[Start of section]
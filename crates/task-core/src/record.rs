//! Flat key/value form of a task, for transport and persistence layers.
//!
//! A [`TaskRecord`] maps field names to [`FieldValue`]s. Tasks always write
//! dates and timestamps as ISO-8601 text, but reading accepts either text or
//! already-typed values, and missing optional keys fall back to defaults so
//! older records keep loading.

use crate::error::{TaskError, TaskResult};
use crate::models::{Priority, Recurrence, Status, Task, TaskBuilder};
use crate::validators;
use chrono::{DateTime, NaiveDate, NaiveDateTime, SecondsFormat, Utc};
use serde::{Deserialize, Deserializer, Serialize};
use std::collections::BTreeMap;

pub const KEY_ID: &str = "id";
pub const KEY_TITLE: &str = "title";
pub const KEY_STATUS: &str = "status";
pub const KEY_CREATED: &str = "created_timestamp";
pub const KEY_COMPLETED: &str = "completed_timestamp";
pub const KEY_PRIORITY: &str = "priority";
pub const KEY_CATEGORY: &str = "category";
pub const KEY_DUE_DATE: &str = "due_date";
pub const KEY_RECURRENCE: &str = "recurrence";
pub const KEY_PARENT: &str = "parent_recurrence_id";

/// Every key a serialized task carries, in declaration order.
pub const RECORD_KEYS: [&str; 10] = [
    KEY_ID,
    KEY_TITLE,
    KEY_STATUS,
    KEY_CREATED,
    KEY_COMPLETED,
    KEY_PRIORITY,
    KEY_CATEGORY,
    KEY_DUE_DATE,
    KEY_RECURRENCE,
    KEY_PARENT,
];

/// Serialized task.
pub type TaskRecord = BTreeMap<String, FieldValue>;

/// A single record value.
///
/// Serializes untagged (strings, ISO dates, or `null`). Deserializing from
/// JSON only ever produces `Text` or `Null`; typed variants are for callers
/// that build records in code.
#[derive(Debug, Clone, PartialEq, Eq, Serialize)]
#[serde(untagged)]
pub enum FieldValue {
    Null,
    Text(String),
    Date(NaiveDate),
    DateTime(DateTime<Utc>),
}

impl FieldValue {
    fn kind(&self) -> &'static str {
        match self {
            FieldValue::Null => "null",
            FieldValue::Text(_) => "text",
            FieldValue::Date(_) => "date",
            FieldValue::DateTime(_) => "datetime",
        }
    }
}

impl<'de> Deserialize<'de> for FieldValue {
    fn deserialize<D: Deserializer<'de>>(deserializer: D) -> Result<Self, D::Error> {
        Ok(Option::<String>::deserialize(deserializer)?
            .map(FieldValue::Text)
            .unwrap_or(FieldValue::Null))
    }
}

impl From<&str> for FieldValue {
    fn from(s: &str) -> Self {
        FieldValue::Text(s.to_string())
    }
}

impl From<String> for FieldValue {
    fn from(s: String) -> Self {
        FieldValue::Text(s)
    }
}

impl From<NaiveDate> for FieldValue {
    fn from(d: NaiveDate) -> Self {
        FieldValue::Date(d)
    }
}

impl From<DateTime<Utc>> for FieldValue {
    fn from(dt: DateTime<Utc>) -> Self {
        FieldValue::DateTime(dt)
    }
}

impl<T: Into<FieldValue>> From<Option<T>> for FieldValue {
    fn from(value: Option<T>) -> Self {
        value.map(Into::into).unwrap_or(FieldValue::Null)
    }
}

/// Render a timestamp the way records store it (RFC 3339, microseconds, `Z`).
pub fn format_timestamp(ts: &DateTime<Utc>) -> String {
    ts.to_rfc3339_opts(SecondsFormat::Micros, true)
}

/// Parse an ISO-8601 timestamp. Offset-less values are taken as UTC.
pub fn parse_timestamp(text: &str) -> TaskResult<DateTime<Utc>> {
    if let Ok(dt) = DateTime::parse_from_rfc3339(text) {
        return Ok(dt.with_timezone(&Utc));
    }
    ["%Y-%m-%dT%H:%M:%S%.f", "%Y-%m-%d %H:%M:%S%.f"]
        .iter()
        .find_map(|fmt| NaiveDateTime::parse_from_str(text, fmt).ok())
        .map(|naive| naive.and_utc())
        .ok_or_else(|| TaskError::invalid_format(format!("Invalid timestamp '{}'", text)))
}

pub(crate) fn text_field<'a>(record: &'a TaskRecord, key: &str) -> TaskResult<Option<&'a str>> {
    match record.get(key) {
        None | Some(FieldValue::Null) => Ok(None),
        Some(FieldValue::Text(s)) => Ok(Some(s.as_str())),
        Some(other) => Err(TaskError::type_mismatch(format!(
            "'{}' must be text (got {})",
            key,
            other.kind()
        ))),
    }
}

pub(crate) fn date_field(record: &TaskRecord, key: &str) -> TaskResult<Option<NaiveDate>> {
    match record.get(key) {
        None | Some(FieldValue::Null) => Ok(None),
        Some(FieldValue::Date(d)) => Ok(Some(*d)),
        Some(FieldValue::DateTime(dt)) => Ok(Some(dt.date_naive())),
        Some(FieldValue::Text(s)) => validators::validate_due_date(Some(s)),
    }
}

pub(crate) fn timestamp_field(record: &TaskRecord, key: &str) -> TaskResult<Option<DateTime<Utc>>> {
    match record.get(key) {
        None | Some(FieldValue::Null) => Ok(None),
        Some(FieldValue::DateTime(dt)) => Ok(Some(*dt)),
        Some(FieldValue::Text(s)) if s.is_empty() => Ok(None),
        Some(FieldValue::Text(s)) => parse_timestamp(s).map(Some),
        Some(other) => Err(TaskError::type_mismatch(format!(
            "'{}' must be a timestamp (got {})",
            key,
            other.kind()
        ))),
    }
}

fn required_text<'a>(record: &'a TaskRecord, key: &str) -> TaskResult<&'a str> {
    text_field(record, key)?
        .ok_or_else(|| TaskError::invalid_value(format!("Missing required field '{}'", key)))
}

impl Task {
    /// Serialize into a flat record. Every key is present; unset optionals
    /// are `Null`.
    pub fn to_record(&self) -> TaskRecord {
        let mut record = TaskRecord::new();
        record.insert(KEY_ID.into(), self.id().into());
        record.insert(KEY_TITLE.into(), self.title().into());
        record.insert(KEY_STATUS.into(), self.status().as_str().into());
        record.insert(
            KEY_CREATED.into(),
            format_timestamp(&self.created_timestamp()).into(),
        );
        record.insert(
            KEY_COMPLETED.into(),
            self.completed_timestamp().map(|ts| format_timestamp(&ts)).into(),
        );
        record.insert(KEY_PRIORITY.into(), self.priority().as_str().into());
        record.insert(KEY_CATEGORY.into(), self.category().into());
        record.insert(
            KEY_DUE_DATE.into(),
            self.due_date().map(|d| d.format("%Y-%m-%d").to_string()).into(),
        );
        record.insert(
            KEY_RECURRENCE.into(),
            self.recurrence().map(|r| r.as_str()).into(),
        );
        record.insert(KEY_PARENT.into(), self.parent_recurrence_id().into());
        record
    }

    /// Rebuild a task from a record, validating fields in construction order.
    pub fn from_record(record: &TaskRecord) -> TaskResult<Task> {
        let id = required_text(record, KEY_ID)?;
        validators::validate_task_id(id)?;

        let title = required_text(record, KEY_TITLE)?;
        validators::validate_task_title(title.trim())?;

        let status = match text_field(record, KEY_STATUS)? {
            Some(s) => s.parse::<Status>()?,
            None => Status::default(),
        };

        let created = timestamp_field(record, KEY_CREATED)?;
        let completed = timestamp_field(record, KEY_COMPLETED)?;

        let priority = match text_field(record, KEY_PRIORITY)? {
            Some(p) => validators::validate_priority(p)?,
            None => Priority::default(),
        };

        let category = validators::validate_category(text_field(record, KEY_CATEGORY)?)?;
        let due_date = date_field(record, KEY_DUE_DATE)?;
        let recurrence: Option<Recurrence> =
            validators::validate_recurrence(text_field(record, KEY_RECURRENCE)?)?;
        let parent = text_field(record, KEY_PARENT)?;

        let mut builder = TaskBuilder::new(id, title)
            .status(status)
            .completed_timestamp(completed)
            .priority(priority)
            .category(category)
            .due_date(due_date)
            .recurrence(recurrence)
            .parent_recurrence_id(parent);
        if let Some(created) = created {
            builder = builder.created_timestamp(created);
        }
        builder.build()
    }

    pub fn to_json(&self) -> TaskResult<String> {
        Ok(serde_json::to_string(&self.to_record())?)
    }

    pub fn from_json(json: &str) -> TaskResult<Task> {
        let record: TaskRecord = serde_json::from_str(json)?;
        Task::from_record(&record)
    }
}

impl From<&Task> for TaskRecord {
    fn from(task: &Task) -> Self {
        task.to_record()
    }
}

impl TryFrom<&TaskRecord> for Task {
    type Error = TaskError;

    fn try_from(record: &TaskRecord) -> Result<Self, Self::Error> {
        Task::from_record(record)
    }
}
[End of section]
## EXERCISE
Using the listing above, copy exactly the line that contains "pub(crate) fn text_field<'a>(record: &'a", the line that contains "text_field(record, key)?", and each line that falls between them.

## TASK ANSWER
pub(crate) fn text_field<'a>(record: &'a TaskRecord, key: &str) -> TaskResult<Option<&'a str>> {
    match record.get(key) {
        None | Some(FieldValue::Null) => Ok(None),
        Some(FieldValue::Text(s)) => Ok(Some(s.as_str())),
        Some(other) => Err(TaskError::type_mismatch(format!(
            "'{}' must be text (got {})",
            key,
            other.kind()
        ))),
    }
}

pub(crate) fn date_field(record: &TaskRecord, key: &str) -> TaskResult<Option<NaiveDate>> {
    match record.get(key) {
        None | Some(FieldValue::Null) => Ok(None),
        Some(FieldValue::Date(d)) => Ok(Some(*d)),
        Some(FieldValue::DateTime(dt)) => Ok(Some(dt.date_naive())),
        Some(FieldValue::Text(s)) => validators::validate_due_date(Some(s)),
    }
}

pub(crate) fn timestamp_field(record: &TaskRecord, key: &str) -> TaskResult<Option<DateTime<Utc>>> {
    match record.get(key) {
        None | Some(FieldValue::Null) => Ok(None),
        Some(FieldValue::DateTime(dt)) => Ok(Some(*dt)),
        Some(FieldValue::Text(s)) if s.is_empty() => Ok(None),
        Some(FieldValue::Text(s)) => parse_timestamp(s).map(Some),
        Some(other) => Err(TaskError::type_mismatch(format!(
            "'{}' must be a timestamp (got {})",
            key,
            other.kind()
        ))),
    }
}

fn required_text<'a>(record: &'a TaskRecord, key: &str) -> TaskResult<&'a str> {
    text_field(record, key)?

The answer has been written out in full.